HumanExposure / ChemicalExposure-SSC

2 stars 1 forks source link

FracFocus Database #992

Closed Sakshi-Handa closed 1 year ago

Sakshi-Handa commented 1 year ago

Investigate the potential of extracting the FracFocus database of chemical compositions of fracking wells.

We currently have a datasource for FracFocus : https://ccte-factotum.epa.gov/datasource/85/ with a data document of general chemicals used in fracking, with CAS and functions. https://ccte-factotum.epa.gov/datadocument/1512354/ Looks like this page corresponds to this updated page on their site https://fracfocus.org/explore/chemical-names-and-cas-registry-numbers

There is an option to download a sql or csv file of their database here https://fracfocus.org/data-download

There are also webpages/PDFs of disclosures for each well, which provide chemical names, CAS and composition information. Ex. https://fracfocus.org/wells/16127033000000

To Discuss: What is the best way to approach extracting this data? by scraping the site for each well, or through the csv files of the database? In Factotum, we want to maintain the webpage/PDF records for data provenance. There is more information in the csv (geographic), but maybe not suited for Factotum.

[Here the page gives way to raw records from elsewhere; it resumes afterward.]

use std::fmt::Write;
use std::path::Path;

use anyhow::bail;
use shelfgate_core::config::ShelfgateConfig;
use shelfgate_core::navigation::NavigationMenu;
use shelfgate_core::rbac::lint;
use shelfgate_core::Shelfgate;

/// Report lint warnings; fail if a menu shows an entry the guard would refuse.
pub fn run(config: &ShelfgateConfig, path: &Path) -> anyhow::Result<String> {
    let gate = Shelfgate::from_config(config)?;

    let mut out = String::new();
    if path.exists() {
        writeln!(out, "config:   {} ok", path.display())?;
    } else {
        writeln!(out, "config:   defaults ({} not found)", path.display())?;
    }
    writeln!(out, "policy:   {} guarded destinations", gate.policy().len())?;

    for warning in lint(gate.policy()) {
        writeln!(out, "warning:  {}", warning)?;
    }

    let issues: Vec<_> = [NavigationMenu::admin_sidebar(), NavigationMenu::main_header()]
        .iter()
        .flat_map(|menu| menu.coherence(gate.filter(), gate.guard()))
        .collect();
    if !issues.is_empty() {
        for issue in &issues {
            log::error!(
                "Menu {} shows {} to {:?} but the guard redirects",
                issue.menu,
                issue.destination,
                issue.role
            );
        }
        bail!("{} menu entries are not reachable by their viewers", issues.len());
    }
    writeln!(out, "menus:    coherent")?;
    Ok(out)
}
//! Policy diagnostics: access matrix and lint

use super::context::Session;
use super::evaluator::{AccessDecision, AccessEvaluator};
use super::policy::AccessPolicy;
use super::roles::{NormalizedRole, RoleSet};
use std::fmt;

/// Something legal but probably unintended in a policy table
#[derive(Debug, Clone, PartialEq, Eq)]
pub enum PolicyWarning {
    /// Roles redirected to `fallback` are denied there too and bounce again
    FallbackDenied { destination: String, fallback: String, roles: RoleSet },
    /// The fallback has its own fallback, so a denial takes several redirects
    ChainedFallback { destination: String, fallback: String, next: String },
}

impl fmt::Display for PolicyWarning {
    fn fmt(&self, f: &mut fmt::Formatter<'_>) -> fmt::Result {
        match self {
            PolicyWarning::FallbackDenied { destination, fallback, roles } => write!(
                f,
                "{}: fallback {} is also denied to [{}]",
                destination, fallback, roles
            ),
            PolicyWarning::ChainedFallback { destination, fallback, next } => write!(
                f,
                "{}: fallback {} redirects again to {}",
                destination, fallback, next
            ),
        }
    }
}

/// Check every fallback against the roles that would be sent there
pub fn lint(policy: &AccessPolicy) -> Vec<PolicyWarning> {
    let mut warnings = Vec::new();

    for (pattern, entry) in policy.entries() {
        let Some(fallback) = entry.fallback() else {
            continue;
        };
        let Some(target) = policy.policy_for(fallback) else {
            continue;
        };

        let bounced: RoleSet = NormalizedRole::ALL
            .into_iter()
            .filter(|role| !entry.allows(*role) && !target.allows(*role))
            .collect();
        if !bounced.is_empty() {
            warnings.push(PolicyWarning::FallbackDenied {
                destination: pattern.to_string(),
                fallback: fallback.to_string(),
                roles: bounced,
            });
        }

        if let Some(next) = target.fallback() {
            warnings.push(PolicyWarning::ChainedFallback {
                destination: pattern.to_string(),
                fallback: fallback.to_string(),
                next: next.to_string(),
            });
        }
    }

    for warning in &warnings {
        log::warn!("Policy lint: {}", warning);
    }
    warnings
}

/// One row of the matrix
#[derive(Debug, Clone)]
pub struct MatrixRow {
    pub destination: String,
    /// Decision for an unauthenticated visitor
    pub anonymous: AccessDecision,
    /// Decisions in [`NormalizedRole::ALL`] order
    pub by_role: Vec<AccessDecision>,
}

/// Decisions for every role across a list of destinations
#[derive(Debug, Clone)]
pub struct AccessMatrix {
    pub rows: Vec<MatrixRow>,
}

impl AccessMatrix {
    pub fn build<S: AsRef<str>>(evaluator: &AccessEvaluator, destinations: &[S]) -> Self {
        let rows = destinations
            .iter()
            .map(|destination| {
                let destination = destination.as_ref();
                MatrixRow {
                    destination: destination.to_string(),
                    anonymous: evaluator.evaluate(&Session::Unauthenticated, destination),
                    by_role: NormalizedRole::ALL
                        .into_iter()
                        .map(|role| evaluator.evaluate(&Session::authenticated(role), destination))
                        .collect(),
                }
            })
            .collect();
        Self { rows }
    }

    /// Matrix over every key of the evaluator's policy, in declaration order
    pub fn for_policy(evaluator: &AccessEvaluator) -> Self {
        let keys: Vec<String> =
            evaluator.policy().entries().map(|(pattern, _)| pattern.to_string()).collect();
        Self::build(evaluator, &keys)
    }

    pub fn row(&self, destination: &str) -> Option<&MatrixRow> {
        self.rows.iter().find(|row| row.destination == destination)
    }
}

fn cell(decision: &AccessDecision) -> String {
    match decision {
        AccessDecision::Allow => "yes".to_string(),
        AccessDecision::DenyRedirectLogin => "login".to_string(),
        AccessDecision::DenyRedirectHome => "home".to_string(),
        AccessDecision::DenyRedirectFallback(to) => format!("-> {}", to),
    }
}

impl fmt::Display for AccessMatrix {
    fn fmt(&self, f: &mut fmt::Formatter<'_>) -> fmt::Result {
        let width = self.rows.iter().map(|row| row.destination.len()).max().unwrap_or(0).max(11);

        write!(f, "{:width$}  {:>9}", "destination", "anonymous", width = width)?;
        for role in NormalizedRole::ALL {
            write!(f, "  {:>9}", role.as_str())?;
        }
        writeln!(f)?;

        for row in &self.rows {
            write!(f, "{:width$}  {:>9}", row.destination, cell(&row.anonymous), width = width)?;
            for decision in &row.by_role {
                write!(f, "  {:>9}", cell(decision))?;
            }
            writeln!(f)?;
        }
        Ok(())
    }
}
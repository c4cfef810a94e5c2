//! Convenient imports
//!
//! ```rust,ignore
//! use shelfgate_core::prelude::*;
//! ```

pub use crate::config::{RoutesConfig, ShelfgateConfig};
pub use crate::gate::Shelfgate;
pub use crate::http::{GuardOutcome, RouteGuard};
pub use crate::navigation::{NavigationEntry, NavigationFilter, NavigationMenu};
pub use crate::rbac::{
    normalize, AccessDecision, AccessEvaluator, AccessPolicy, NormalizedRole, RoleSet, Session,
};
pub use crate::session::{SessionCache, SessionEvent};
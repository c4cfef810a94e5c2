//! Shelfgate logging
//!
//! A small `log::Log` implementation configured declaratively. Library code
//! only ever uses the standard macros (`log::debug!`, `log::warn!`, ...);
//! binaries call [`init_logging`] once at startup.
//!
//! ```rust,ignore
//! use shelfgate_core::logging::{init_logging, LoggingConfig};
//!
//! init_logging(&LoggingConfig::development().with_context_field("service", "shelfgate"))?;
//! log::info!("Shelfgate starting");
//! ```

pub mod config;
pub mod destinations;
pub mod formatter;

pub use config::{LogLevel, LoggingConfig};
pub use destinations::{LogEntry, LogOutput};
pub use formatter::LogFormat;

use std::io::Write;
use std::sync::Once;

static INIT: Once = Once::new();

/// Install the Shelfgate logger as the global `log` backend
///
/// Safe to call more than once; only the first call takes effect. Fails only
/// if another logger was already installed by someone else.
pub fn init_logging(config: &LoggingConfig) -> anyhow::Result<()> {
    let mut result = Ok(());
    INIT.call_once(|| {
        result = log::set_boxed_logger(Box::new(ShelfgateLogger::new(config.clone())))
            .map(|()| log::set_max_level(config.level.into()))
            .map_err(|e| anyhow::anyhow!("Failed to install logger: {}", e));
    });
    result
}

/// `log::Log` backend writing formatted entries to stdout or stderr
struct ShelfgateLogger {
    config: LoggingConfig,
}

impl ShelfgateLogger {
    fn new(config: LoggingConfig) -> Self {
        Self { config }
    }

    fn render(&self, record: &log::Record) -> String {
        let entry = LogEntry::from_log_record(record, &self.config);
        self.config.format.format_entry(&entry)
    }
}

impl log::Log for ShelfgateLogger {
    fn enabled(&self, metadata: &log::Metadata) -> bool {
        LogLevel::from(metadata.level()) <= self.config.level
    }

    fn log(&self, record: &log::Record) {
        if !self.enabled(record.metadata()) {
            return;
        }

        let line = self.render(record);
        let _ = match self.config.output {
            LogOutput::Stdout => writeln!(std::io::stdout().lock(), "{}", line),
            LogOutput::Stderr => writeln!(std::io::stderr().lock(), "{}", line),
        };
    }

    fn flush(&self) {
        let _ = match self.config.output {
            LogOutput::Stdout => std::io::stdout().flush(),
            LogOutput::Stderr => std::io::stderr().flush(),
        };
    }
}

#[cfg(test)]
mod tests {
    use super::*;
    use log::Log;

    #[test]
    fn test_enabled_respects_level() {
        let logger = ShelfgateLogger::new(LoggingConfig::default().with_level(LogLevel::Warn));

        let warn = log::Metadata::builder().level(log::Level::Warn).target("t").build();
        let info = log::Metadata::builder().level(log::Level::Info).target("t").build();
        assert!(logger.enabled(&warn));
        assert!(!logger.enabled(&info));
    }

    #[test]
    fn test_render_uses_configured_format() {
        let logger = ShelfgateLogger::new(LoggingConfig::production());
        let record = log::Record::builder()
            .args(format_args!("Access denied"))
            .level(log::Level::Info)
            .target("shelfgate_core::rbac")
            .build();

        let parsed: serde_json::Value = serde_json::from_str(&logger.render(&record)).unwrap();
        assert_eq!(parsed["message"], "Access denied");
        assert_eq!(parsed["level"], "INFO");
    }
}
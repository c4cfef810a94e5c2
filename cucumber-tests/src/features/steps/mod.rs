pub mod access_steps;
pub mod navigation_steps;
pub mod session_steps;
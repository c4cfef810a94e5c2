//! Access policy table
//!
//! Maps each guarded destination to the roles allowed to reach it. The table
//! is built once and never mutated; a destination with no entry is public.

use super::roles::{NormalizedRole, RoleSet};
use crate::patterns::{canonical_path, PathPattern};
use std::collections::HashMap;

/// Errors raised while building a policy table
#[derive(thiserror::Error, Debug, Clone, PartialEq, Eq)]
pub enum PolicyError {
    #[error("Destination {destination} has an empty role set")]
    EmptyRoles { destination: String },
    #[error("Destination {destination} is declared more than once")]
    DuplicateDestination { destination: String },
    #[error("Invalid destination {destination}: must start with '/'")]
    InvalidDestination { destination: String },
    #[error("Destination {destination} declares itself as its fallback")]
    SelfFallback { destination: String },
}

/// Roles allowed to reach one destination, plus where to send everyone else
#[derive(Debug, Clone, PartialEq, Eq)]
pub struct PolicyEntry {
    allowed_roles: RoleSet,
    fallback: Option<String>,
}

impl PolicyEntry {
    /// Roles allowed through. Never empty once the entry is in a table.
    pub fn allowed_roles(&self) -> RoleSet {
        self.allowed_roles
    }

    /// Destination for signed-in users whose role is not allowed
    pub fn fallback(&self) -> Option<&str> {
        self.fallback.as_deref()
    }

    pub fn allows(&self, role: NormalizedRole) -> bool {
        self.allowed_roles.contains(role)
    }
}

/// Immutable destination → entry table
#[derive(Debug, Clone)]
pub struct AccessPolicy {
    /// Declaration order, kept for reports
    entries: Vec<(PathPattern, PolicyEntry)>,
    exact: HashMap<String, usize>,
}

impl AccessPolicy {
    pub fn builder() -> AccessPolicyBuilder {
        AccessPolicyBuilder::default()
    }

    /// The library client's compiled-in policy
    pub fn library() -> Result<Self, PolicyError> {
        use NormalizedRole::*;

        let admin_only = RoleSet::from_roles(&[Admin]);
        let staff = RoleSet::from_roles(&[Admin, Librarian]);
        let content = RoleSet::from_roles(&[Admin, Librarian, Moderator]);
        let signed_in = RoleSet::authenticated();

        Self::builder()
            // Back-office
            .guard("/admin", staff)
            .guard("/admin/users", admin_only)
            .guard("/admin/users/*", admin_only)
            .guard("/admin/books", content)
            .guard("/admin/books/*", content)
            .guard("/admin/events", content)
            .guard("/admin/events/*", content)
            .guard_with_fallback("/admin/reviews", content, "/admin/books")
            .guard("/admin/borrows", staff)
            .guard("/admin/categories", staff)
            // Member area
            .guard("/profile", signed_in)
            .guard("/my-borrows", signed_in)
            .guard("/bookmarks", signed_in)
            .guard("/notifications", signed_in)
            .guard("/my-events", signed_in)
            .build()
    }

    /// Entry governing a destination, if any
    ///
    /// Exact keys win; otherwise the longest matching subtree pattern.
    pub fn policy_for(&self, destination: &str) -> Option<&PolicyEntry> {
        self.lookup(destination).map(|(_, entry)| entry)
    }

    /// Like [`policy_for`](Self::policy_for), also returning the matched key
    pub fn lookup(&self, destination: &str) -> Option<(&PathPattern, &PolicyEntry)> {
        let path = canonical_path(destination);

        if let Some(&idx) = self.exact.get(&*path) {
            let (pattern, entry) = &self.entries[idx];
            return Some((pattern, entry));
        }

        self.entries
            .iter()
            .filter(|(pattern, _)| !pattern.is_exact() && pattern.matches(&path))
            .max_by_key(|(pattern, _)| pattern.specificity())
            .map(|(pattern, entry)| (pattern, entry))
    }

    /// Whether the destination requires any role at all
    pub fn is_guarded(&self, destination: &str) -> bool {
        self.lookup(destination).is_some()
    }

    /// Entries in declaration order
    pub fn entries(&self) -> impl Iterator<Item = (&PathPattern, &PolicyEntry)> {
        self.entries.iter().map(|(pattern, entry)| (pattern, entry))
    }

    pub fn len(&self) -> usize {
        self.entries.len()
    }

    pub fn is_empty(&self) -> bool {
        self.entries.is_empty()
    }
}

/// Builder validating every entry before the table is frozen
#[derive(Debug, Default)]
pub struct AccessPolicyBuilder {
    pending: Vec<(String, RoleSet, Option<String>)>,
}

impl AccessPolicyBuilder {
    /// Guard a destination; denied signed-in users go home
    pub fn guard(mut self, destination: impl Into<String>, roles: RoleSet) -> Self {
        self.pending.push((destination.into(), roles, None));
        self
    }

    /// Guard a destination; denied signed-in users go to `fallback`
    pub fn guard_with_fallback(
        mut self,
        destination: impl Into<String>,
        roles: RoleSet,
        fallback: impl Into<String>,
    ) -> Self {
        self.pending.push((destination.into(), roles, Some(fallback.into())));
        self
    }

    pub fn build(self) -> Result<AccessPolicy, PolicyError> {
        let mut entries = Vec::with_capacity(self.pending.len());
        let mut exact = HashMap::new();
        let mut seen = std::collections::HashSet::new();

        for (destination, roles, fallback) in self.pending {
            if !destination.starts_with('/') {
                return Err(PolicyError::InvalidDestination { destination });
            }
            if roles.is_empty() {
                return Err(PolicyError::EmptyRoles { destination });
            }

            let pattern = PathPattern::parse(&destination);
            if !seen.insert(pattern.clone()) {
                return Err(PolicyError::DuplicateDestination { destination });
            }

            let fallback = match fallback {
                Some(target) if !target.starts_with('/') => {
                    return Err(PolicyError::InvalidDestination { destination: target });
                }
                Some(target) => {
                    let target = canonical_path(&target).into_owned();
                    if pattern.matches(&target) {
                        return Err(PolicyError::SelfFallback { destination });
                    }
                    Some(target)
                }
                None => None,
            };

            if let PathPattern::Exact(path) = &pattern {
                exact.insert(path.clone(), entries.len());
            }
            entries.push((pattern, PolicyEntry { allowed_roles: roles, fallback }));
        }

        log::debug!("Access policy built with {} entries", entries.len());
        Ok(AccessPolicy { entries, exact })
    }
}
//! Session state for access gating
//!
//! The authentication layer owns login and token handling; this module only
//! keeps the latest user record and the [`Session`](crate::rbac::Session)
//! derived from it, so the role is normalized once per change instead of on
//! every render.

mod cache;
mod events;

pub use cache::SessionCache;
pub use events::SessionEvent;
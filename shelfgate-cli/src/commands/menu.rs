use std::fmt::Write;

use anyhow::anyhow;
use shelfgate_core::config::ShelfgateConfig;
use shelfgate_core::navigation::NavigationMenu;
use shelfgate_core::Shelfgate;

use super::viewer_session;
use crate::ViewerArgs;

/// Print the visible entries of a named menu, in menu order.
pub fn run(config: &ShelfgateConfig, viewer: &ViewerArgs, name: &str) -> anyhow::Result<String> {
    let menu = NavigationMenu::by_name(name)
        .ok_or_else(|| anyhow!("unknown menu \"{}\" (expected admin or header)", name))?;
    let gate = Shelfgate::from_config(config)?;
    let session = viewer_session(viewer);

    let visible = gate.menu(&menu, &session);
    let width = visible.iter().map(|entry| entry.label.len()).max().unwrap_or(0);

    let mut out = String::new();
    for entry in &visible {
        writeln!(out, "{:width$}  {}", entry.label, entry.destination, width = width)?;
    }
    if visible.is_empty() {
        writeln!(out, "(nothing visible for {})", session.label())?;
    }
    Ok(out)
}

#[cfg(test)]
mod tests {
    use super::*;

    fn viewer(role: &str) -> ViewerArgs {
        ViewerArgs { role: Some(role.to_string()), anonymous: false }
    }

    #[test]
    fn moderator_admin_menu() {
        let out = run(&ShelfgateConfig::default(), &viewer("moderator"), "admin").unwrap();
        let destinations: Vec<&str> =
            out.lines().filter_map(|line| line.split_whitespace().last()).collect();
        assert_eq!(destinations, vec!["/admin/books", "/admin/events", "/admin/reviews"]);
    }

    #[test]
    fn student_sees_nothing_in_admin_menu() {
        let out = run(&ShelfgateConfig::default(), &viewer("student"), "admin").unwrap();
        assert_eq!(out, "(nothing visible for student)\n");
    }

    #[test]
    fn unknown_menu_is_an_error() {
        assert!(run(&ShelfgateConfig::default(), &viewer("admin"), "footer").is_err());
    }
}
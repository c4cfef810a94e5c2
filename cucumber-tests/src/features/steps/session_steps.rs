use crate::features::world::ShelfgateWorld;
use cucumber::{then, when};
use serde_json::json;
use shelfgate_core::rbac::NormalizedRole;
use shelfgate_core::session::SessionEvent;

#[when(expr = "their profile is refreshed with role {string}")]
async fn when_profile_refreshed(world: &mut ShelfgateWorld, role: String) {
    world.cache.apply(SessionEvent::ProfileRefreshed {
        user: json!({ "username": "reader", "role": role }),
    });
}

#[when(expr = "they sign out")]
async fn when_sign_out(world: &mut ShelfgateWorld) {
    world.cache.apply(SessionEvent::LoggedOut);
}

#[then(expr = "their role is {string}")]
async fn then_role_is(world: &mut ShelfgateWorld, role: String) {
    let expected: NormalizedRole = role.parse().unwrap_or(NormalizedRole::Unknown);
    assert_eq!(world.cache.session().role(), Some(expected));
}

#[then(expr = "they are signed out")]
async fn then_signed_out(world: &mut ShelfgateWorld) {
    assert_eq!(world.cache.session().role(), None);
}
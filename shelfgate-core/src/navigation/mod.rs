//! Navigation filtering for menus and sidebars
//!
//! Hiding an entry is display-only: whether the route itself is reachable is
//! the route guard's call. Both read the same policy table, so a menu never
//! advertises a destination its viewer would be bounced from.

use crate::http::RouteGuard;
use crate::rbac::{AccessEvaluator, NormalizedRole, Session};

/// Anything that names a destination
pub trait Navigable {
    fn destination(&self) -> &str;
}

impl Navigable for str {
    fn destination(&self) -> &str {
        self
    }
}

impl Navigable for &str {
    fn destination(&self) -> &str {
        self
    }
}

impl Navigable for String {
    fn destination(&self) -> &str {
        self
    }
}

/// One menu item
#[derive(Debug, Clone, PartialEq, Eq)]
pub struct NavigationEntry {
    /// Stable identifier, e.g. for i18n lookups
    pub key: String,
    pub label: String,
    pub destination: String,
}

impl NavigationEntry {
    pub fn new(key: &str, label: &str, destination: &str) -> Self {
        Self { key: key.to_string(), label: label.to_string(), destination: destination.to_string() }
    }
}

impl Navigable for NavigationEntry {
    fn destination(&self) -> &str {
        &self.destination
    }
}

/// Filters entries down to the ones the session may open
#[derive(Debug, Clone)]
pub struct NavigationFilter {
    evaluator: AccessEvaluator,
}

impl NavigationFilter {
    pub fn new(evaluator: AccessEvaluator) -> Self {
        Self { evaluator }
    }

    /// Visible entries, in their original order, duplicates kept
    pub fn filter<'a, T: Navigable>(&self, session: &Session, entries: &'a [T]) -> Vec<&'a T> {
        entries
            .iter()
            .filter(|entry| self.is_visible(session, *entry))
            .collect()
    }

    /// Owned variant of [`filter`](Self::filter)
    pub fn retain_visible<T: Navigable>(&self, session: &Session, entries: Vec<T>) -> Vec<T> {
        entries.into_iter().filter(|entry| self.is_visible(session, entry)).collect()
    }

    pub fn is_visible<T: Navigable + ?Sized>(&self, session: &Session, entry: &T) -> bool {
        self.evaluator.evaluate(session, entry.destination()).is_allowed()
    }
}

/// Entry shown to a viewer that the route guard would not render for them
#[derive(Debug, Clone, PartialEq, Eq)]
pub struct CoherenceIssue {
    pub menu: &'static str,
    /// `None` for an unauthenticated viewer
    pub role: Option<NormalizedRole>,
    pub destination: String,
}

/// A named, ordered menu
#[derive(Debug, Clone, PartialEq, Eq)]
pub struct NavigationMenu {
    pub name: &'static str,
    pub entries: Vec<NavigationEntry>,
}

impl NavigationMenu {
    /// Back-office sidebar
    pub fn admin_sidebar() -> Self {
        Self {
            name: "admin",
            entries: vec![
                NavigationEntry::new("dashboard", "Dashboard", "/admin"),
                NavigationEntry::new("users", "Users", "/admin/users"),
                NavigationEntry::new("books", "Books", "/admin/books"),
                NavigationEntry::new("borrows", "Borrows", "/admin/borrows"),
                NavigationEntry::new("categories", "Categories", "/admin/categories"),
                NavigationEntry::new("events", "Events", "/admin/events"),
                NavigationEntry::new("reviews", "Reviews", "/admin/reviews"),
            ],
        }
    }

    /// Site header shown on every public page
    pub fn main_header() -> Self {
        Self {
            name: "header",
            entries: vec![
                NavigationEntry::new("home", "Home", "/"),
                NavigationEntry::new("catalog", "Catalog", "/books"),
                NavigationEntry::new("events", "Events", "/events"),
                NavigationEntry::new("my_borrows", "My borrows", "/my-borrows"),
                NavigationEntry::new("bookmarks", "Bookmarks", "/bookmarks"),
                NavigationEntry::new("my_events", "My events", "/my-events"),
                NavigationEntry::new("notifications", "Notifications", "/notifications"),
                NavigationEntry::new("profile", "Profile", "/profile"),
                NavigationEntry::new("admin", "Back office", "/admin"),
            ],
        }
    }

    /// Look a menu up by name ("admin" or "header")
    pub fn by_name(name: &str) -> Option<Self> {
        match name {
            "admin" => Some(Self::admin_sidebar()),
            "header" => Some(Self::main_header()),
            _ => None,
        }
    }

    pub fn visible_for<'a>(
        &'a self,
        filter: &NavigationFilter,
        session: &Session,
    ) -> Vec<&'a NavigationEntry> {
        filter.filter(session, &self.entries)
    }

    /// Entries some viewer can see but the guard would redirect away from
    ///
    /// Empty whenever the filter and the guard share one policy table.
    pub fn coherence(&self, filter: &NavigationFilter, guard: &RouteGuard) -> Vec<CoherenceIssue> {
        let mut viewers = vec![(None, Session::Unauthenticated)];
        viewers.extend(
            NormalizedRole::ALL.into_iter().map(|role| (Some(role), Session::authenticated(role))),
        );

        let mut issues = Vec::new();
        for (role, session) in &viewers {
            for entry in self.visible_for(filter, session) {
                if !guard.instruction(session, &entry.destination).is_render() {
                    issues.push(CoherenceIssue {
                        menu: self.name,
                        role: *role,
                        destination: entry.destination.clone(),
                    });
                }
            }
        }
        issues
    }
}
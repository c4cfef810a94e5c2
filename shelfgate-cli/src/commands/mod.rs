pub mod check;
pub mod matrix;
pub mod menu;
pub mod validate;

use crate::ViewerArgs;
use serde_json::{json, Value};
use shelfgate_core::rbac::Session;

/// Session for the viewer described on the command line
///
/// `--role` is parsed as JSON first so `42`, `null` or `"Admin"` reach the
/// normalizer unchanged; anything that isn't JSON is taken as a bare string.
pub fn viewer_session(viewer: &ViewerArgs) -> Session {
    match &viewer.role {
        Some(raw) if !viewer.anonymous => {
            let role = serde_json::from_str::<Value>(raw).unwrap_or_else(|_| json!(raw));
            Session::from_raw(&json!({ "username": "cli", "role": role }))
        }
        _ => Session::Unauthenticated,
    }
}
//! Configuration system for Shelfgate
//!
//! Values are resolved in the following order (highest priority wins):
//!
//! 1. **Environment Variables** (`SHELFGATE_*`)
//! 2. **Config File** (shelfgate.toml)
//! 3. **Defaults**
//!
//! The access policy itself is compiled in and is not configurable here; only
//! the redirect destinations and logging are.
//!
//! # Example
//!
//! ```no_run
//! use shelfgate_core::config::ShelfgateConfig;
//!
//! let config = ShelfgateConfig::load()?;
//! assert_eq!(config.routes.login_path, "/login");
//! # Ok::<(), anyhow::Error>(())
//! ```

pub mod logging;
pub mod routes;

pub use logging::LoggingConfig;
pub use routes::RoutesConfig;

use anyhow::{Context, Result};
use serde::{Deserialize, Serialize};
use std::path::Path;

/// Complete Shelfgate configuration
#[derive(Debug, Clone, Default, PartialEq, Eq, Serialize, Deserialize)]
#[serde(default)]
pub struct ShelfgateConfig {
    pub routes: RoutesConfig,
    pub logging: LoggingConfig,
}

impl ShelfgateConfig {
    /// Load from `shelfgate.toml` in the working directory, if present
    pub fn load() -> Result<Self> {
        Self::load_from("shelfgate.toml")
    }

    /// Defaults, then the file at `path` if it exists, then environment
    pub fn load_from(path: impl AsRef<Path>) -> Result<Self> {
        let path = path.as_ref();

        let mut config = Self::default();

        if path.exists() {
            let file_config = Self::from_file(path)
                .with_context(|| format!("Failed to load config from {}", path.display()))?;
            config.merge(file_config);
        } else {
            log::debug!("No config file at {}, using defaults", path.display());
        }

        config.apply_env_vars();
        config.validate()?;

        Ok(config)
    }

    /// Load configuration from TOML file
    pub fn from_file(path: impl AsRef<Path>) -> Result<Self> {
        let content = std::fs::read_to_string(path.as_ref())
            .with_context(|| format!("Failed to read config file: {}", path.as_ref().display()))?;

        Self::from_toml(&content)
            .with_context(|| format!("Failed to parse TOML config: {}", path.as_ref().display()))
    }

    pub fn from_toml(content: &str) -> Result<Self> {
        Ok(toml::from_str(content)?)
    }

    /// Merge another config into this one (other takes priority)
    pub fn merge(&mut self, other: Self) {
        self.routes.merge(other.routes);
        self.logging.merge(other.logging);
    }

    pub fn apply_env_vars(&mut self) {
        self.routes.apply_env_vars();
        self.logging.apply_env_vars();
    }

    pub fn validate(&self) -> Result<()> {
        self.routes.validate().context("Invalid [routes] section")?;
        self.logging.validate().context("Invalid [logging] section")?;
        Ok(())
    }
}

#[cfg(test)]
mod tests {
    use super::*;

    #[test]
    fn test_default_config() {
        let config = ShelfgateConfig::default();
        assert_eq!(config.routes.login_path, "/login");
        assert_eq!(config.routes.home_path, "/");
        assert_eq!(config.routes.return_param, "redirect");
        assert_eq!(config.logging.level, "info");
        assert!(config.validate().is_ok());
    }

    #[test]
    fn test_partial_toml_keeps_defaults() {
        let config = ShelfgateConfig::from_toml(
            r#"
            [routes]
            login_path = "/auth/sign-in"
            "#,
        )
        .unwrap();
        assert_eq!(config.routes.login_path, "/auth/sign-in");
        assert_eq!(config.routes.home_path, "/");
        assert_eq!(config.logging, LoggingConfig::default());
    }

    #[test]
    fn test_missing_file_uses_defaults() {
        let dir = tempfile::tempdir().unwrap();
        let config = ShelfgateConfig::load_from(dir.path().join("absent.toml")).unwrap();
        assert_eq!(config.routes, RoutesConfig::default());
    }

    #[test]
    fn test_load_from_file() {
        let dir = tempfile::tempdir().unwrap();
        let path = dir.path().join("shelfgate.toml");
        std::fs::write(
            &path,
            r#"
            [routes]
            home_path = "/catalog"
            return_param = "next"

            [logging]
            level = "debug"
            format = "json"
            "#,
        )
        .unwrap();

        let config = ShelfgateConfig::load_from(&path).unwrap();
        assert_eq!(config.routes.home_path, "/catalog");
        assert_eq!(config.routes.return_param, "next");
        assert_eq!(config.logging.format, "json");
    }

    #[test]
    fn test_invalid_file_is_rejected() {
        let dir = tempfile::tempdir().unwrap();
        let path = dir.path().join("shelfgate.toml");
        std::fs::write(&path, "[routes]\nhome_path = \"catalog\"\n").unwrap();
        assert!(ShelfgateConfig::load_from(&path).is_err());

        std::fs::write(&path, "[routes\n").unwrap();
        assert!(ShelfgateConfig::load_from(&path).is_err());
    }
}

Would this data be best represented as a Composition or Chemical Presence group? We can extract each well as a composition document, so we can get the percentages of each chemical. We could create a PUC for 'fracking fluids'. But I am wondering if we would want to create 'products' for each document, since they aren't actually products with reported composition data. I'm not sure if this data is reported, or measured for each well? We might also have to make a new 'document type' for this type of chemical disclosure.

Sakshi-Handa commented 1 year ago

Decided to scrape the web pages for each well, which have the composition data in a standard format. The data can be uploaded as a composition group. We can collect info on location in the 'description' field of the datadocument.

Sakshi-Handa commented 1 year ago

Added new PUC for 'hydraulic fracturing fluids', where these products will be assigned. the well number can be added in the product field for 'product_id'. and extract associated metadata for location, etc.